If this call had been real, the woman says, she would have dissuaded the man from falling for Pascal’s Wager, the argument that it’s better to believe in God because — well, hell is an awfully hot place to spend eternity.

But the call wasn’t real. The man and woman are volunteers training for 1-844-I-DOUBT-IT, believed to be the country’s first help line for people wrestling with religion, suffering from a loss of faith, or confused about why their son or wife seems to have suddenly embraced atheism.

Founded by the group Recovering From Religion and cobbled together with a small budget, the help line launched on Friday. Nearly 100 volunteers are ready to field calls 24/7 on the weekends and from 6-12 Central Time on weeknights.

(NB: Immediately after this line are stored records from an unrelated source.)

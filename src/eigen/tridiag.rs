//! Sturm bisection eigensolve for symmetric tridiagonal matrices.
//!
//! The Lanczos recurrence reduces the operator to a small symmetric tridiagonal
//! matrix `T = tridiag(alpha, beta)`; this module extracts all of its eigenvalues.
//! Only eigenvalues are computed, since nothing downstream needs eigenvectors.

use num_traits::Float;

/// Count eigenvalues of a symmetric tridiagonal matrix strictly less than λ.
///
/// Uses the LDLT factorization (Sturm sequence): the number of negative pivots
/// equals the number of eigenvalues below λ.
///
/// - `diag`: main diagonal, length n
/// - `off`: sub/super-diagonal, length n-1
pub fn sturm_count<T: Float>(diag: &[T], off: &[T], lambda: T) -> usize {
    let n = diag.len();
    if n == 0 {
        return 0;
    }

    // Near-zero pivots are nudged away from zero to keep the recurrence finite.
    let pivot_guard = T::min_positive_value().sqrt();

    let mut count = 0;
    let mut q = diag[0] - lambda;
    if q < T::zero() {
        count += 1;
    }

    for i in 1..n {
        let q_safe = if q.abs() < pivot_guard {
            if q >= T::zero() { pivot_guard } else { -pivot_guard }
        } else {
            q
        };
        q = (diag[i] - lambda) - off[i - 1] * off[i - 1] / q_safe;
        if q < T::zero() {
            count += 1;
        }
    }
    count
}

/// All eigenvalues of a symmetric tridiagonal matrix, ascending, via Sturm bisection.
///
/// Each eigenvalue is bracketed inside the Gershgorin interval and bisected to
/// machine precision. O(n² log(1/ε)); n is the Lanczos depth here, so this stays cheap.
pub fn eigenvalues<T: Float>(diag: &[T], off: &[T]) -> Vec<T> {
    let n = diag.len();
    if n == 0 {
        return Vec::new();
    }
    if n == 1 {
        return vec![diag[0]];
    }

    let one = T::one();
    let two = one + one;
    let half = one / two;

    // Gershgorin bounds
    let mut lo = T::max_value();
    let mut hi = T::min_value();
    for i in 0..n {
        let e_left = if i > 0 { off[i - 1].abs() } else { T::zero() };
        let e_right = if i < n - 1 { off[i].abs() } else { T::zero() };
        lo = lo.min(diag[i] - e_left - e_right);
        hi = hi.max(diag[i] + e_left + e_right);
    }
    lo = lo - one;
    hi = hi + one;

    let mut eigs = Vec::with_capacity(n);
    for k in 0..n {
        let mut a = lo;
        let mut b = hi;
        for _ in 0..200 {
            let mid = half * (a + b);
            if (b - a) < two * T::epsilon() * mid.abs().max(one) {
                break;
            }
            if sturm_count(diag, off, mid) <= k {
                a = mid;
            } else {
                b = mid;
            }
        }
        eigs.push(half * (a + b));
    }
    eigs
}

#[cfg(test)]
mod tests {
    use super::*;

    #[test]
    fn sturm_count_2x2() {
        // [[1, -1], [-1, 3]] → eigenvalues ≈ 0.382, 3.618
        let d = [1.0, 3.0];
        let e = [-1.0];
        assert_eq!(sturm_count(&d, &e, 0.0), 0);
        assert_eq!(sturm_count(&d, &e, 1.0), 1);
        assert_eq!(sturm_count(&d, &e, 4.0), 2);
    }

    #[test]
    fn toeplitz_chain_spectrum() {
        // d_i = 0, e_i = -1: eigenvalues are 2 cos(kπ/(n+1)), k = 1..n
        let n = 40;
        let d = vec![0.0_f64; n];
        let e = vec![-1.0_f64; n - 1];
        let evals = eigenvalues(&d, &e);
        assert_eq!(evals.len(), n);
        for k in 1..=n {
            let exact = 2.0 * (k as f64 * std::f64::consts::PI / (n as f64 + 1.0)).cos();
            let closest = evals
                .iter()
                .map(|&ev| (ev - exact).abs())
                .fold(f64::MAX, f64::min);
            assert!(closest < 1e-10, "k={k}, exact={exact:.6}, error={closest:.2e}");
        }
    }

    #[test]
    fn ascending_order() {
        let d = vec![2.0, -1.0, 0.5, 3.0, 1.0];
        let e = vec![0.3, -0.7, 1.1, 0.2];
        let evals = eigenvalues(&d, &e);
        for i in 1..evals.len() {
            assert!(evals[i] >= evals[i - 1] - 1e-12);
        }
    }

    #[test]
    fn diagonal_matrix_is_its_own_spectrum() {
        let d = vec![4.0, 1.0, 2.5];
        let e = vec![0.0, 0.0];
        let mut evals = eigenvalues(&d, &e);
        evals.sort_by(|a, b| a.partial_cmp(b).unwrap());
        let expected = [1.0, 2.5, 4.0];
        for (ev, ex) in evals.iter().zip(expected.iter()) {
            assert!((ev - ex).abs() < 1e-12);
        }
    }
}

As they practiced mock calls, the volunteers — who were from Seattle, Maryland and Montana — seemed to find some of the rules easier to follow than others. One volunteer caught herself offering advice to a woman who wanted to have a secular wedding against her mother’s wishes.

“You’re trying to fix this problem for them,” Tilbrook gently admonished the volunteer agent after the mock call ended. “You have to let them fix it themselves.”

Tillbrook encouraged the volunteers to write the caller’s name on a sheet of paper and draw a circle around it, a reminder that the conversation should center on the person, not the problem.

Earlier, he had taught the volunteers how to ask questions without seeming like an interrogator, wrap up rambling diatribes without speaking harshly, and sound sympathetic without stooping to condescension.

In an interview the next day, however, Tilbrook admitted that he hadn’t mentioned one of the hardest aspects of help line work:

A volunteer may have an intense conversation with a caller, walking with him through stressful situations and growing emotionally invested in the outcome. And then, after the conversation ends, the two will likely never speak again, with the volunteer left to wonder how the caller’s ordeal ended.

It’s like watching a movie, Tilbrook said, and stopping it midway.